Le Président de la République démocratique du Congo (RDC), Félix Tshilombo a donné son feu vert, vendredi 17 juillet, à la tenue d’un dialogue national inclusif, à l’issue d’une audience qu’il a accordée à une délégation des représentants des confessions religieuses du pays.

D’après un communiqué de la présidence, les échanges ont porté sur la situation générale dans le pays, les défis de l’heure et les voies susceptibles de consolider la paix, la cohésion nationale et la stabilité des institutions.

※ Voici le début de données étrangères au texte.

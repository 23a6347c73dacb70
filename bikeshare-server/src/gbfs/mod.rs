//! GBFS upstream gateway and feed normalization.
//!
//! Talks to each operator's public GBFS endpoints: the discovery document
//! (`gbfs.json`), `station_information`, and `station_status`. Raw feed
//! DTOs live in [`types`]; [`convert`] merges them into the normalized
//! [`crate::domain::Station`] shape.

mod client;
pub mod convert;
mod error;
pub mod types;

pub use client::{FeedUrls, GbfsClient, GbfsClientConfig};
pub use error::GbfsError;

/// Feed name of the station information document in a GBFS discovery list.
pub const STATION_INFORMATION: &str = "station_information";

/// Feed name of the station status document in a GBFS discovery list.
pub const STATION_STATUS: &str = "station_status";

La décision du Président Tshisekedi d’opter pour l’organisation d’un dialogue national inclusif a été annoncée à l’issue de l’audience, par le Cardinal Fridolin Ambongo, s’exprimant au nom de la délégation des représentants des confessions religieuses congolaises. ‎« Nous nous réjouissons de cette annonce et exprimons notre gratitude au Chef de l’État », a-t-il déclaré.

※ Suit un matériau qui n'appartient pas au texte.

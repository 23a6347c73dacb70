//! Feed normalization: raw GBFS DTOs to the domain `Station` shape.
//!
//! This is the one shared normalizer for every operator. Operator
//! variation (vehicle-type ids) comes in through the [`Operator`] table,
//! not through separate code paths.

use std::collections::HashMap;

use chrono::{DateTime, Utc};

use crate::domain::Station;
use crate::operator::Operator;

use super::types::{StationInformationDto, StationInformationFeed, StationStatusDto, StationStatusFeed};

/// Merge an information feed and a status feed into normalized stations.
///
/// A station is emitted only when both feeds know it and the information
/// record does not mark it virtual. Status records for unknown or virtual
/// stations are dropped silently. Output order follows the status feed.
pub fn build_stations(
    operator: &Operator,
    info: StationInformationFeed,
    status: StationStatusFeed,
) -> Vec<Station> {
    let info_by_id: HashMap<String, StationInformationDto> = info
        .data
        .stations
        .into_iter()
        .filter(|station| !station.is_virtual_station)
        .map(|station| (station.station_id.clone(), station))
        .collect();

    let mut stations = Vec::with_capacity(status.data.stations.len());

    for status_record in status.data.stations {
        let Some(info_record) = info_by_id.get(&status_record.station_id) else {
            continue;
        };

        let (num_regular_bikes_available, num_ebikes_available) =
            bike_counts(operator, &status_record);

        stations.push(Station {
            station_id: status_record.station_id,
            lat: info_record.lat,
            lon: info_record.lon,
            name: info_record.name.clone(),
            num_docks_available: status_record.num_docks_available,
            is_renting: status_record.is_renting.unwrap_or(true),
            is_returning: status_record.is_returning.unwrap_or(true),
            num_ebikes_available,
            num_regular_bikes_available,
            last_reported: epoch_to_timestamp(status_record.last_reported),
            distance: None,
        });
    }

    stations
}

/// Split available bikes into (regular, e-bike) counts.
///
/// Precedence: a `vehicle_types_available` list wins, summing counts per
/// the operator's id mapping and ignoring unknown ids. Failing that, a
/// direct `num_ebikes_available` is used and the regular count derived by
/// subtraction from `num_bikes_available` (default 0) — which can go
/// negative on inconsistent upstream data and is intentionally left so.
/// With neither present, both counts are 0.
fn bike_counts(operator: &Operator, status: &StationStatusDto) -> (i64, i64) {
    if let Some(vehicle_types) = &status.vehicle_types_available {
        let mut regular = 0;
        let mut ebikes = 0;
        for vt in vehicle_types {
            if vt.vehicle_type_id == operator.vehicle_types.regular {
                regular += vt.count;
            } else if vt.vehicle_type_id == operator.vehicle_types.ebike {
                ebikes += vt.count;
            }
        }
        (regular, ebikes)
    } else if let Some(ebikes) = status.num_ebikes_available {
        let total = status.num_bikes_available.unwrap_or(0);
        (total - ebikes, ebikes)
    } else {
        (0, 0)
    }
}

/// Convert upstream epoch seconds to a timestamp.
///
/// Epoch values outside chrono's representable range fall back to the
/// Unix epoch rather than failing the whole feed.
fn epoch_to_timestamp(secs: i64) -> DateTime<Utc> {
    DateTime::from_timestamp(secs, 0).unwrap_or_default()
}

‎Outre le Cardinal Fridolin Ambongo (Église catholique), la délégation comprenait Mgr André Bokundoa (Église du Christ au Congo), l’Archevêque Ejiba Yamampia (Église de Réveil du Congo), Cheikh Abdallah Mangala (Communauté musulmane du Congo), Mgr Donatien Nshole (porte-parole de l’Église catholique) et le Pasteur Éric Senga, porte-parole de l’Eglise du Christ au Congo.

La Conférence épiscopale nationale du Congo (CENCO) de l’Eglise catholique et l’Eglise du Christ au Congo (ECC), appelées à jouer un rôle de médiation dans ce processus de dialogue national inclusif lancé par le Chef de l’Etat, ont entamé, dès le lendemain, une série de consultations avec les acteurs politiques du pays.

Les premières consultations de médiation ont eu lieu, samedi, avec les responsables de la coalition d’opposition C64, une plateforme mise en place il y a quelques semaines pour faire échec au projet de réforme constitutionnelle initié par le pouvoir de Kinshasa.

Les deux organisations religieuses ont, d’emblée, voulu obtenir de la part de la coalition le principe du report de la marche prévue le 22 juillet prochain. Les dirigeants de l’opposition devraient statuer ce lundi 20 juillet sur le maintien, le report ou l’annulation de leur future grande marche pacifique.